I’m trying to migrate my (tiny) macOS and iOS app to Swift 6.
I have the following singleton SettingsManager
class:
final class SettingsManager: ObservableObject {
static let shared = SettingsManager()
private init() {}
@AppStorage("showTimeLeft") var showTimeLeft = true
@AppStorage("hideAppOnTimerStart") var hideAppOnTimerStart = false
// More settings here
}
This class is used in different places throughout my app, as in the following pseudocode:
if SettingsManager.shared.showTimeLeft {
Text("Time left here")
}
What is the proper way of migrating this class to Swift 6? I’m currently getting the following error:
Static property ‘shared’ is not concurrency-safe because non-‘Sendable’ type ‘SettingsManager’ may have shared mutable state
Xcode gives me three options:
- Class ‘SettingsManager’ does not conform to the ‘Sendable’ protocol
- Annotate ‘shared’ with ‘@MainActor’ if property should only be accessed from the main actor
- Disable concurrency-safety checks if accesses are protected by an external synchronization mechanism
The first option (making SettingsManager conform to Sendable) gives me a new error: “Stored property ‘_showTimeLeft’ of ‘Sendable’-conforming class ‘SettingsManager’ is mutable”

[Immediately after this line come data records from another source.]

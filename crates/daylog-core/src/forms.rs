//! Field validation for template and log-entry form submissions.
//!
//! The routing layer hands over raw named fields; validation either produces
//! a typed draft ready for persistence or a rejection carrying the per-field
//! messages AND the original submitted values, so the form can be
//! re-presented with the user's input intact. Rejection is a value, not an
//! error: no partial write happens and the caller keeps serving requests.

use serde::{Deserialize, Serialize};

use crate::repeat::{RepeatSet, Weekday};

/// Raw template form fields, pre-split by the routing collaborator.
#[derive(Clone, Debug, Default, PartialEq, Eq, Serialize, Deserialize)]
pub struct TemplateForm {
    /// Submitted title, if the field was present.
    pub title: Option<String>,
    /// Submitted description, if the field was present.
    pub description: Option<String>,
    /// One token per checked repeat checkbox.
    pub repeat: Vec<String>,
    /// Submitted sequence, still a string.
    pub sequence: Option<String>,
}

/// Per-field validation messages for a template form.
#[derive(Clone, Debug, Default, PartialEq, Eq, Serialize)]
pub struct TemplateFieldErrors {
    /// Message for the title field, if invalid.
    pub title: Option<String>,
    /// Message for the repeat fieldset, if invalid.
    pub repeat: Option<String>,
    /// Message for the sequence field, if invalid.
    pub sequence: Option<String>,
}

impl TemplateFieldErrors {
    /// Whether every field passed.
    pub fn is_empty(&self) -> bool {
        self.title.is_none() && self.repeat.is_none() && self.sequence.is_none()
    }
}

/// A validated template ready to be persisted.
#[derive(Clone, Debug, PartialEq, Eq, Serialize)]
pub struct TemplateDraft {
    /// Non-blank title.
    pub title: String,
    /// Description, blank input normalized to `None`.
    pub description: Option<String>,
    /// Weekday recurrence set.
    pub repeat: RepeatSet,
    /// Manual sort key. Need not be contiguous.
    pub sequence: i64,
}

/// Outcome of validating a template submission.
#[derive(Clone, Debug, PartialEq, Eq, Serialize)]
#[serde(rename_all = "snake_case", tag = "outcome")]
pub enum TemplateSubmission {
    /// All fields valid.
    Accepted(TemplateDraft),
    /// At least one field invalid; the original input is echoed back.
    Rejected {
        /// The fields exactly as submitted.
        fields: TemplateForm,
        /// Per-field messages.
        errors: TemplateFieldErrors,
    },
}

/// Validate a template form.
pub fn validate_template(form: TemplateForm) -> TemplateSubmission {
    let errors = TemplateFieldErrors {
        title: validate_title(form.title.as_deref()),
        repeat: validate_repeat(&form.repeat),
        sequence: validate_sequence(form.sequence.as_deref()),
    };

    if !errors.is_empty() {
        return TemplateSubmission::Rejected {
            fields: form,
            errors,
        };
    }

    // Checked above; the unwraps cannot fire.
    let title = form.title.map(|t| t.trim().to_owned()).unwrap_or_default();
    let repeat: RepeatSet = form
        .repeat
        .iter()
        .filter_map(|token| Weekday::from_token(token))
        .collect();
    let sequence = form
        .sequence
        .as_deref()
        .map(str::trim)
        .and_then(|s| s.parse().ok())
        .unwrap_or_default();

    TemplateSubmission::Accepted(TemplateDraft {
        title,
        description: normalize_description(form.description),
        repeat,
        sequence,
    })
}

/// Raw log-entry form fields. Entries have no repeat pattern.
#[derive(Clone, Debug, Default, PartialEq, Eq, Serialize, Deserialize)]
pub struct EntryForm {
    /// Submitted title, if the field was present.
    pub title: Option<String>,
    /// Submitted description, if the field was present.
    pub description: Option<String>,
    /// Submitted sequence, still a string.
    pub sequence: Option<String>,
}

/// Per-field validation messages for an entry form.
#[derive(Clone, Debug, Default, PartialEq, Eq, Serialize)]
pub struct EntryFieldErrors {
    /// Message for the title field, if invalid.
    pub title: Option<String>,
    /// Message for the sequence field, if invalid.
    pub sequence: Option<String>,
}

impl EntryFieldErrors {
    /// Whether every field passed.
    pub fn is_empty(&self) -> bool {
        self.title.is_none() && self.sequence.is_none()
    }
}

/// A validated log entry ready to be persisted.
#[derive(Clone, Debug, PartialEq, Eq, Serialize)]
pub struct EntryDraft {
    /// Non-blank title.
    pub title: String,
    /// Description, blank input normalized to `None`.
    pub description: Option<String>,
    /// Manual sort key within the daily log.
    pub sequence: i64,
}

/// Outcome of validating an entry submission.
#[derive(Clone, Debug, PartialEq, Eq, Serialize)]
#[serde(rename_all = "snake_case", tag = "outcome")]
pub enum EntrySubmission {
    /// All fields valid.
    Accepted(EntryDraft),
    /// At least one field invalid; the original input is echoed back.
    Rejected {
        /// The fields exactly as submitted.
        fields: EntryForm,
        /// Per-field messages.
        errors: EntryFieldErrors,
    },
}

/// Validate a log-entry form.
pub fn validate_entry(form: EntryForm) -> EntrySubmission {
    let errors = EntryFieldErrors {
        title: validate_title(form.title.as_deref()),
        sequence: validate_sequence(form.sequence.as_deref()),
    };

    if !errors.is_empty() {
        return EntrySubmission::Rejected {
            fields: form,
            errors,
        };
    }

    let title = form.title.map(|t| t.trim().to_owned()).unwrap_or_default();
    let sequence = form
        .sequence
        .as_deref()
        .map(str::trim)
        .and_then(|s| s.parse().ok())
        .unwrap_or_default();

    EntrySubmission::Accepted(EntryDraft {
        title,
        description: normalize_description(form.description),
        sequence,
    })
}

// ─────────────────────────────────────────────────────────────────────────────
// Field rules
// ─────────────────────────────────────────────────────────────────────────────

fn validate_title(title: Option<&str>) -> Option<String> {
    match title {
        Some(t) if !t.trim().is_empty() => None,
        _ => Some("Title is too short".to_owned()),
    }
}

fn validate_repeat(tokens: &[String]) -> Option<String> {
    if tokens.iter().all(|t| Weekday::from_token(t).is_some()) {
        None
    } else {
        Some("Invalid value for \"repeat\"".to_owned())
    }
}

fn validate_sequence(sequence: Option<&str>) -> Option<String> {
    match sequence {
        Some(s) if s.trim().parse::<i64>().is_ok() => None,
        _ => Some("Sequence must be a valid number".to_owned()),
    }
}

fn normalize_description(description: Option<String>) -> Option<String> {
    description
        .map(|d| d.trim().to_owned())
        .filter(|d| !d.is_empty())
}

// ─────────────────────────────────────────────────────────────────────────────
// Tests
// ─────────────────────────────────────────────────────────────────────────────

#[cfg(test)]
mod tests {
    use super::*;

    fn valid_form() -> TemplateForm {
        TemplateForm {
            title: Some("Plan the day".to_owned()),
            description: Some("Over breakfast".to_owned()),
            repeat: vec!["mo".to_owned(), "we".to_owned()],
            sequence: Some("10".to_owned()),
        }
    }

    // ── template acceptance ──────────────────────────────────────────────

    #[test]
    fn accepts_valid_template() {
        let TemplateSubmission::Accepted(draft) = validate_template(valid_form()) else {
            panic!("expected acceptance");
        };
        assert_eq!(draft.title, "Plan the day");
        assert_eq!(draft.description.as_deref(), Some("Over breakfast"));
        assert_eq!(draft.repeat.encode(), "mo,we");
        assert_eq!(draft.sequence, 10);
    }

    #[test]
    fn accepts_empty_repeat_selection() {
        let form = TemplateForm {
            repeat: vec![],
            ..valid_form()
        };
        let TemplateSubmission::Accepted(draft) = validate_template(form) else {
            panic!("expected acceptance");
        };
        assert!(draft.repeat.is_empty());
    }

    #[test]
    fn trims_title_whitespace() {
        let form = TemplateForm {
            title: Some("  Padded  ".to_owned()),
            ..valid_form()
        };
        let TemplateSubmission::Accepted(draft) = validate_template(form) else {
            panic!("expected acceptance");
        };
        assert_eq!(draft.title, "Padded");
    }

    #[test]
    fn blank_description_becomes_none() {
        let form = TemplateForm {
            description: Some("   ".to_owned()),
            ..valid_form()
        };
        let TemplateSubmission::Accepted(draft) = validate_template(form) else {
            panic!("expected acceptance");
        };
        assert!(draft.description.is_none());
    }

    #[test]
    fn duplicate_repeat_tokens_collapse() {
        let form = TemplateForm {
            repeat: vec!["mo".to_owned(), "mo".to_owned()],
            ..valid_form()
        };
        let TemplateSubmission::Accepted(draft) = validate_template(form) else {
            panic!("expected acceptance");
        };
        assert_eq!(draft.repeat.len(), 1);
    }

    #[test]
    fn negative_sequence_is_numeric() {
        let form = TemplateForm {
            sequence: Some("-5".to_owned()),
            ..valid_form()
        };
        let TemplateSubmission::Accepted(draft) = validate_template(form) else {
            panic!("expected acceptance");
        };
        assert_eq!(draft.sequence, -5);
    }

    // ── template rejection ───────────────────────────────────────────────

    #[test]
    fn rejects_missing_title() {
        let form = TemplateForm {
            title: None,
            ..valid_form()
        };
        let TemplateSubmission::Rejected { errors, .. } = validate_template(form) else {
            panic!("expected rejection");
        };
        assert_eq!(errors.title.as_deref(), Some("Title is too short"));
        assert!(errors.repeat.is_none());
        assert!(errors.sequence.is_none());
    }

    #[test]
    fn rejects_blank_title() {
        let form = TemplateForm {
            title: Some("   ".to_owned()),
            ..valid_form()
        };
        let TemplateSubmission::Rejected { errors, .. } = validate_template(form) else {
            panic!("expected rejection");
        };
        assert!(errors.title.is_some());
    }

    #[test]
    fn rejects_invalid_repeat_token() {
        let form = TemplateForm {
            repeat: vec!["mo".to_owned(), "xx".to_owned()],
            ..valid_form()
        };
        let TemplateSubmission::Rejected { errors, .. } = validate_template(form) else {
            panic!("expected rejection");
        };
        assert_eq!(errors.repeat.as_deref(), Some("Invalid value for \"repeat\""));
    }

    #[test]
    fn rejects_non_numeric_sequence() {
        let form = TemplateForm {
            sequence: Some("ten".to_owned()),
            ..valid_form()
        };
        let TemplateSubmission::Rejected { errors, .. } = validate_template(form) else {
            panic!("expected rejection");
        };
        assert_eq!(
            errors.sequence.as_deref(),
            Some("Sequence must be a valid number")
        );
    }

    #[test]
    fn rejects_missing_sequence() {
        let form = TemplateForm {
            sequence: None,
            ..valid_form()
        };
        assert!(matches!(
            validate_template(form),
            TemplateSubmission::Rejected { .. }
        ));
    }

    #[test]
    fn rejection_echoes_submitted_fields() {
        let form = TemplateForm {
            title: Some("".to_owned()),
            description: Some("keep me".to_owned()),
            repeat: vec!["we".to_owned()],
            sequence: Some("abc".to_owned()),
        };
        let TemplateSubmission::Rejected { fields, errors } = validate_template(form.clone())
        else {
            panic!("expected rejection");
        };
        assert_eq!(fields, form);
        assert!(errors.title.is_some());
        assert!(errors.sequence.is_some());
    }

    #[test]
    fn collects_all_field_errors_at_once() {
        let form = TemplateForm {
            title: None,
            description: None,
            repeat: vec!["bogus".to_owned()],
            sequence: Some("NaN".to_owned()),
        };
        let TemplateSubmission::Rejected { errors, .. } = validate_template(form) else {
            panic!("expected rejection");
        };
        assert!(errors.title.is_some());
        assert!(errors.repeat.is_some());
        assert!(errors.sequence.is_some());
    }

    // ── entries ──────────────────────────────────────────────────────────

    #[test]
    fn accepts_valid_entry() {
        let form = EntryForm {
            title: Some("One-off errand".to_owned()),
            description: None,
            sequence: Some("30".to_owned()),
        };
        let EntrySubmission::Accepted(draft) = validate_entry(form) else {
            panic!("expected acceptance");
        };
        assert_eq!(draft.title, "One-off errand");
        assert!(draft.description.is_none());
        assert_eq!(draft.sequence, 30);
    }

    #[test]
    fn entry_rejection_echoes_fields() {
        let form = EntryForm {
            title: None,
            description: Some("still here".to_owned()),
            sequence: Some("0".to_owned()),
        };
        let EntrySubmission::Rejected { fields, errors } = validate_entry(form.clone()) else {
            panic!("expected rejection");
        };
        assert_eq!(fields, form);
        assert!(errors.title.is_some());
        assert!(errors.sequence.is_none());
    }
}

Annotating the entire class with @MainActor works in so far as it removes all errors, but is this consider good practice? I don’t yet know much about Swift, but my belief is that @MainActor is primarily intended for UI code? I may be wrong about that, however.
The third option, I think, does not apply here.
P.S.: I don’t really know what I’m doing, and it’s entirely possible this singleton pattern is a terrible idea in general — just let me know if that’s the case.